■ Material supplied:
•••••

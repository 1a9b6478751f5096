//! Configuration management

use serde::{Deserialize, Serialize};
use std::path::Path;
use tracing::{info, warn};

/// Fields eligible for translation when no allow-list is configured
const DEFAULT_TRANSLATE_FIELDS: &[&str] = &[
    "name",
    "description",
    "description_short",
    "meta_title",
    "meta_description",
    "content",
    "legend",
    "title",
    "value",
    "public_name",
    "head_seo_title",
];

/// Brand names the model must never translate
const DEFAULT_BRAND_TERMS: &[&str] = &["Fluid"];

/// Domain terms with suggested target renderings
const DEFAULT_GLOSSARY: &[(&str, &[&str])] = &[
    ("Controtelaio", &["Counterframe", "Châssis"]),
    ("Cartongesso", &["Drywall", "Plaque de plâtre"]),
];

/// A domain term with suggested renderings in target languages
#[derive(Debug, Clone, Serialize, Deserialize)]
pub struct GlossaryTerm {
    /// Source-language term
    pub source: String,
    /// Acceptable renderings, one per common target language
    pub renderings: Vec<String>,
}

/// Configuration for the export translator
#[derive(Debug, Clone, Serialize, Deserialize)]
pub struct TranslatorConfig {
    pub api_key: String,
    pub api_endpoint: String,
    pub model: String,
    pub source_lang: String,
    pub batch_size: usize,
    pub max_retries: u32,
    pub retry_delay_ms: u64,
    pub timeout_ms: u64,
    pub temperature: f32,
    pub max_tokens: u32,
    pub translate_fields: Vec<String>,
    pub brand_terms: Vec<String>,
    pub glossary: Vec<GlossaryTerm>,
}

impl Default for TranslatorConfig {
    fn default() -> Self {
        Self {
            api_key: std::env::var("GROQ_API_KEY").unwrap_or_default(),
            api_endpoint: std::env::var("API_ENDPOINT").unwrap_or_else(|_| {
                "https://api.groq.com/openai/v1/chat/completions".to_string()
            }),
            model: "llama-3.3-70b-versatile".to_string(),
            source_lang: "Italian".to_string(),
            batch_size: 15,
            max_retries: 3,
            retry_delay_ms: 5000,
            timeout_ms: 30000,
            temperature: 0.1,
            max_tokens: 4000,
            translate_fields: default_translate_fields(),
            brand_terms: default_brand_terms(),
            glossary: default_glossary(),
        }
    }
}

/// Build the default allow-list as owned strings
fn default_translate_fields() -> Vec<String> {
    DEFAULT_TRANSLATE_FIELDS
        .iter()
        .map(|f| f.to_string())
        .collect()
}

/// Build the default brand-term list as owned strings
fn default_brand_terms() -> Vec<String> {
    DEFAULT_BRAND_TERMS.iter().map(|t| t.to_string()).collect()
}

/// Build the default glossary as owned terms
fn default_glossary() -> Vec<GlossaryTerm> {
    DEFAULT_GLOSSARY
        .iter()
        .map(|(source, renderings)| GlossaryTerm {
            source: source.to_string(),
            renderings: renderings.iter().map(|r| r.to_string()).collect(),
        })
        .collect()
}

impl TranslatorConfig {
    /// Load configuration from environment variables
    pub fn from_env() -> anyhow::Result<Self> {
        let api_key = std::env::var("GROQ_API_KEY")
            .map_err(|_| anyhow::anyhow!("GROQ_API_KEY environment variable is required"))?;

        let api_endpoint = std::env::var("API_ENDPOINT")
            .unwrap_or_else(|_| "https://api.groq.com/openai/v1/chat/completions".to_string());

        let model = std::env::var("MODEL_ID")
            .unwrap_or_else(|_| "llama-3.3-70b-versatile".to_string());

        let source_lang =
            std::env::var("SOURCE_LANG").unwrap_or_else(|_| "Italian".to_string());

        let batch_size = std::env::var("BATCH_SIZE")
            .unwrap_or_else(|_| "15".to_string())
            .parse::<usize>()?;

        let max_retries = std::env::var("MAX_RETRIES")
            .unwrap_or_else(|_| "3".to_string())
            .parse::<u32>()?;

        let retry_delay_ms = std::env::var("RETRY_DELAY_MS")
            .unwrap_or_else(|_| "5000".to_string())
            .parse::<u64>()?;

        let timeout_ms = std::env::var("REQUEST_TIMEOUT_MS")
            .unwrap_or_else(|_| "30000".to_string())
            .parse::<u64>()?;

        Ok(Self {
            api_key,
            api_endpoint,
            model,
            source_lang,
            batch_size,
            max_retries,
            retry_delay_ms,
            timeout_ms,
            temperature: 0.1,
            max_tokens: 4000,
            translate_fields: Vec::new(),
            brand_terms: Vec::new(),
            glossary: Vec::new(),
        })
    }

    /// Load configuration with the default allow-list, brand terms and glossary
    pub fn load() -> anyhow::Result<Self> {
        let mut config = Self::from_env()?;

        if config.translate_fields.is_empty() {
            config.translate_fields = default_translate_fields();
            info!(
                "Loaded {} default translatable fields",
                config.translate_fields.len()
            );
        }

        if config.brand_terms.is_empty() {
            config.brand_terms = default_brand_terms();
        }

        if config.glossary.is_empty() {
            config.glossary = default_glossary();
        }

        Ok(config)
    }

    /// Load from JSON file
    pub fn from_file<P: AsRef<Path>>(path: P) -> anyhow::Result<Self> {
        let content = std::fs::read_to_string(path)?;
        let config: Self = serde_json::from_str(&content)?;
        Ok(config)
    }

    /// Save configuration to file
    pub fn to_file<P: AsRef<Path>>(&self, path: P) -> anyhow::Result<()> {
        let content = serde_json::to_string_pretty(self)?;
        std::fs::write(path, content)?;
        Ok(())
    }

    /// Validate configuration
    pub fn validate(&self) -> anyhow::Result<()> {
        if self.api_key.is_empty() {
            return Err(anyhow::anyhow!("API key is required"));
        }

        if self.api_endpoint.is_empty() {
            return Err(anyhow::anyhow!("API endpoint is required"));
        }

        if self.model.is_empty() {
            return Err(anyhow::anyhow!("Model identifier is required"));
        }

        if self.batch_size == 0 {
            return Err(anyhow::anyhow!("batch_size must be greater than 0"));
        }

        if self.max_retries == 0 {
            return Err(anyhow::anyhow!("max_retries must be greater than 0"));
        }

        if self.translate_fields.is_empty() {
            warn!("No translatable fields configured");
        }

        Ok(())
    }

    /// Check whether a field name is in the translation allow-list
    pub fn is_translatable_field(&self, field: &str) -> bool {
        self.translate_fields.iter().any(|f| f == field)
    }
}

•••••

■ Task requirements: The result should be every line of the material that contains the word "const", so copy those lines.

■ Solution to the exercise:
const DEFAULT_TRANSLATE_FIELDS: &[&str] = &[
const DEFAULT_BRAND_TERMS: &[&str] = &["Fluid"];
const DEFAULT_GLOSSARY: &[(&str, &[&str])] = &[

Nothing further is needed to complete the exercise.